# RECORD EXCERPTS
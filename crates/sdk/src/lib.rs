//! Client SDK for the CESS storage chain.
//!
//! Turns storage and mining operations (register a role, create a bucket,
//! query balances and miner state) into node interactions, and distributes
//! files as erasure-coded fragments across storage peers.
//!
//! # Features
//!
//! - **Failover**: ordered endpoint list, lock-free health flag, inline reconnect
//! - **Typed storage**: bit-exact storage keys and strict value decoding
//! - **Found vs. not found**: reads tell an absent key apart from a failure
//! - **Confirmed writes**: every submission resolves to exactly one outcome
//!   (matched success event, on-chain failure, or timeout)
//! - **Cancellation**: per-request tokens and client-wide shutdown
//!
//! # Quick Start
//!
//! ```rust,ignore
//! use std::sync::Arc;
//! use cess_sdk::{ChainClient, ClientConfig, Ed25519Signer};
//!
//! #[tokio::main]
//! async fn main() -> cess_sdk::Result<()> {
//!     let config = ClientConfig::builder()
//!         .with_endpoints(["wss://node-a:9944", "wss://node-b:9944"])
//!         .build()?;
//!
//!     let signer = Arc::new(Ed25519Signer::from_seed_hex(SEED)?);
//!     let client = ChainClient::connect_ws(config, codec, signer).await?;
//!
//!     let account = client.query_account(&client.account_id()).await;
//!     let outcome = client.create_bucket(&client.account_id(), "photos").await?;
//!
//!     Ok(())
//! }
//! ```
//!
//! # Architecture
//!
//! ```text
//! ┌─────────────────────────────────────────────────────────────┐
//! │                  ChainClient (Public API)                   │
//! │  .create_bucket() │ .register() │ .query_account() │ ...   │
//! ├──────────────────────────────┬──────────────────────────────┤
//! │     TransactionEngine        │         QueryEngine          │
//! │  nonce │ sign │ watch │ events│  get_one │ enumerate │ retry│
//! ├──────────────────────────────┴──────────────────────────────┤
//! │          StorageAddress  │  MetadataCache  │  Signer        │
//! ├─────────────────────────────────────────────────────────────┤
//! │                    ConnectionManager                        │
//! │   Endpoint failover │ Health flag │ Handle swap (arc-swap)  │
//! ├─────────────────────────────────────────────────────────────┤
//! │              NodeRpc (jsonrpsee WebSocket / mock)           │
//! └─────────────────────────────────────────────────────────────┘
//! ```

#![deny(unsafe_code)]
#![warn(missing_docs)]

mod client;
mod config;
mod connection;
mod error;
mod events;
mod extrinsic;
pub mod file;
mod metadata;
mod metrics;
pub mod mock;
mod ops;
mod query;
mod retry;
mod rpc;
mod signer;
mod storage;
mod tx;
mod ws;

// Public API exports
pub use client::ChainClient;
pub use config::{ClientConfig, ClientConfigBuilder, RetryPolicy, RetryPolicyBuilder};
pub use connection::{ConnectionHandle, ConnectionManager};
pub use error::{Result, SdkError};
pub use events::{DispatchError, EventMatcher, EventRecord, ExpectEvent, ModuleError, Phase};
pub use extrinsic::{CallRequest, Era, SigningPayload, UncheckedExtrinsic, tx_hash};
pub use metadata::{IndexedName, Metadata, MetadataCache, PalletMetadata, RuntimeCodec, decode_pallet_list};
pub use crate::metrics::{ConnectionEvent, MetricsSdkMetrics, NoopSdkMetrics, SdkMetrics};
pub use ops::{
    AccountData, AccountInfo, BucketInfo, FileHash, MinerInfo, OssInfo, PEER_ID_LEN, PeerId, Registration,
};
pub use query::{Enumerated, QueryEngine, QueryResult};
pub use retry::{with_retry, with_retry_cancellable};
pub use rpc::{
    Block, Bytes, Connector, Header, Health, NodeRpc, SignedBlock, StorageChangeSet, StorageEntry, TxStatus,
    TxStatusStream,
};
pub use signer::{Ed25519Signer, MultiSignature, Signer, verify};
pub use storage::{KeyHasher, PREFIX_LEN, StorageAddress, decode_map_key};
pub use tx::{FailureReason, IncludedTx, OutcomeKind, TransactionEngine, TxOptions, TxOutcome};
pub use ws::{WsConnector, WsNode};

// Re-export commonly used types from cess-types
pub use cess_types::{AccountId, Balance, BlockHash, BlockNumber, Hash256, Nonce, Role, RuntimeVersion, TxHash};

# THE PROBLEM
Each line in the entries above, starting at the line with "Turns storage and" and ending at the line with "failure, or timeout)", is to be printed exactly, and only those lines.

# WRITTEN ANSWER
//! Turns storage and mining operations (register a role, create a bucket,
//! query balances and miner state) into node interactions, and distributes
//! files as erasure-coded fragments across storage peers.
//!
//! # Features
//!
//! - **Failover**: ordered endpoint list, lock-free health flag, inline reconnect
//! - **Typed storage**: bit-exact storage keys and strict value decoding
//! - **Found vs. not found**: reads tell an absent key apart from a failure
//! - **Confirmed writes**: every submission resolves to exactly one outcome
//!   (matched success event, on-chain failure, or timeout)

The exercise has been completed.